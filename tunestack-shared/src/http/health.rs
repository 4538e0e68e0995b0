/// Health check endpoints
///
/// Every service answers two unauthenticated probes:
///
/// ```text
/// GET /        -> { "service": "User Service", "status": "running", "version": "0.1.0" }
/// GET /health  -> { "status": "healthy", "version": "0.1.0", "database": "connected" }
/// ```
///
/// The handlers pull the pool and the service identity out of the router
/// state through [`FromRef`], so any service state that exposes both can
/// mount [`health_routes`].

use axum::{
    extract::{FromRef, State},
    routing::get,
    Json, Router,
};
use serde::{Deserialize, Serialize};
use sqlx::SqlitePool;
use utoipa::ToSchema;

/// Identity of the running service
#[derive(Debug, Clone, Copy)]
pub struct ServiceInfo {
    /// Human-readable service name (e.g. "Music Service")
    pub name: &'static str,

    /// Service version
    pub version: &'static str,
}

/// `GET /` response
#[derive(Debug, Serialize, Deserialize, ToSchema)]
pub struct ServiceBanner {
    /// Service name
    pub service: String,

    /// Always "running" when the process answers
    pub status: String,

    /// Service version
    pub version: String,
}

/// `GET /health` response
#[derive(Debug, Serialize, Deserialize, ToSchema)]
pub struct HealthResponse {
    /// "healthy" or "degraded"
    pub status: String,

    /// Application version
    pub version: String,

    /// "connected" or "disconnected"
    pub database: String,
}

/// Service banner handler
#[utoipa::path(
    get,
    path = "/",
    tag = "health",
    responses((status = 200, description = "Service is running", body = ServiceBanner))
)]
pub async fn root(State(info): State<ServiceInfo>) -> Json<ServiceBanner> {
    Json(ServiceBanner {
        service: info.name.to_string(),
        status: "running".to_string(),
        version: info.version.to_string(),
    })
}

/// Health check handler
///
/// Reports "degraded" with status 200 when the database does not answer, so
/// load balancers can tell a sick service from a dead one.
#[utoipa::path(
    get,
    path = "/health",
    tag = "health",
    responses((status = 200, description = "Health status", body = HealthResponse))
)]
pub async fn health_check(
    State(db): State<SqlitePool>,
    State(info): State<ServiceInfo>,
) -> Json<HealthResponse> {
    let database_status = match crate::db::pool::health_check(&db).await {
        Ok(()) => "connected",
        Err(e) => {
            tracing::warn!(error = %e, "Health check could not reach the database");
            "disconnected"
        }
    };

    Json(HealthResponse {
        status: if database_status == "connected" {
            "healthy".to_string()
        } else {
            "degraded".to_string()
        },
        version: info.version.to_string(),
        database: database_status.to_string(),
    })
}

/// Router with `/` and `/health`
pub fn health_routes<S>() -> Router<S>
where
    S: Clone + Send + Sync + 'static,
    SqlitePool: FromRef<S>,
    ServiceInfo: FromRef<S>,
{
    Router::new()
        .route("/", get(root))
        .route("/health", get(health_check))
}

* * *

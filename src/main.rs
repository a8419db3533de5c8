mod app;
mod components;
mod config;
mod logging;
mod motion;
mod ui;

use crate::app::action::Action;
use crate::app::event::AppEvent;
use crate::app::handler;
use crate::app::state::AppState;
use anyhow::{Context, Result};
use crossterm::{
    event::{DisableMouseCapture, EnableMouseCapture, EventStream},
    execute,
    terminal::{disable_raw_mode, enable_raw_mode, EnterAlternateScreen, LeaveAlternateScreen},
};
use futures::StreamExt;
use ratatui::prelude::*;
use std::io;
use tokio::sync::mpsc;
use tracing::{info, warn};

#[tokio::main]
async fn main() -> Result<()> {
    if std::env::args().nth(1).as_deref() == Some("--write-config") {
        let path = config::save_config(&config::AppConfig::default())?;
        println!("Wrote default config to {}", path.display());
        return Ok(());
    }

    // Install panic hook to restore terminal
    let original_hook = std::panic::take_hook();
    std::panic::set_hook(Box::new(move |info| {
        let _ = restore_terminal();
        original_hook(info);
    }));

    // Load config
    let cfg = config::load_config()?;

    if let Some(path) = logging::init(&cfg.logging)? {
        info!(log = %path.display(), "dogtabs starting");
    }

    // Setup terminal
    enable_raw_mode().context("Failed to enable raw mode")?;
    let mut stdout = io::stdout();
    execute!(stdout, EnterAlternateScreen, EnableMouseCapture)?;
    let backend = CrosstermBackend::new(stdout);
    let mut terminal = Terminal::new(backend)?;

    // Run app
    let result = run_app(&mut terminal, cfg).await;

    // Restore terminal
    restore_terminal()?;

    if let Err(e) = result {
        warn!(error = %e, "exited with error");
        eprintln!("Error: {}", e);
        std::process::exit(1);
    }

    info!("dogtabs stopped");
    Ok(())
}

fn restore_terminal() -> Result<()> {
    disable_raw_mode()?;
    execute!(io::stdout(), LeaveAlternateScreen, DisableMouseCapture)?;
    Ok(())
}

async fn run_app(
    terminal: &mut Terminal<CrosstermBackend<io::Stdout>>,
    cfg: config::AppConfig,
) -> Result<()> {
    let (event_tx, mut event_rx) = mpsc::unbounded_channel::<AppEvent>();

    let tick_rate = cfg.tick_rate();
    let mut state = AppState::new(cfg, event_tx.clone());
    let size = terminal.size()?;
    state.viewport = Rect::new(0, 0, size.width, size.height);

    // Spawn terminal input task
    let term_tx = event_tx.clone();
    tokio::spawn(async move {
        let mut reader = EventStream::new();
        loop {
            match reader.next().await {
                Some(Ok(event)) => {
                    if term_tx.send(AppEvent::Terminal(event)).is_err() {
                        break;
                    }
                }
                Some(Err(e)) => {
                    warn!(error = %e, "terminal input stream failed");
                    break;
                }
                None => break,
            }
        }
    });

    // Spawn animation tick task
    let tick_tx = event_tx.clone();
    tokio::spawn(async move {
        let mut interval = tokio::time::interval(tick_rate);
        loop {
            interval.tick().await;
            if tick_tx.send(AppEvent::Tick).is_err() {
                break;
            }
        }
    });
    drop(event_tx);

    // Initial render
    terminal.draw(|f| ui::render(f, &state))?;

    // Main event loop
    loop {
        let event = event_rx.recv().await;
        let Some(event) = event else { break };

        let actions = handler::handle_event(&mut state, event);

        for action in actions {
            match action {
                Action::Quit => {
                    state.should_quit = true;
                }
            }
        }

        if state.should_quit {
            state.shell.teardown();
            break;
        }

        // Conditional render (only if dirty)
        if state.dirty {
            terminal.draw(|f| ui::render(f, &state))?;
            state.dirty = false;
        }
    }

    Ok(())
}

Task instructions: Taking the entries above, write out exactly the lines starting with the line containing "filename tunestack-shared/src/http/health.rs" and going on through the line containing "use utoipa::ToSchema;", both included, and nothing else.

Answer section:
filename tunestack-shared/src/http/health.rs
repository 4538e0e68e0995b0
/// Health check endpoints
///
/// Every service answers two unauthenticated probes:
///
/// ```text
/// GET /        -> { "service": "User Service", "status": "running", "version": "0.1.0" }
/// GET /health  -> { "status": "healthy", "version": "0.1.0", "database": "connected" }
/// ```
///
/// The handlers pull the pool and the service identity out of the router
/// state through [`FromRef`], so any service state that exposes both can
/// mount [`health_routes`].

use axum::{
    extract::{FromRef, State},
    routing::get,
    Json, Router,
};
use serde::{Deserialize, Serialize};
use sqlx::SqlitePool;
use utoipa::ToSchema;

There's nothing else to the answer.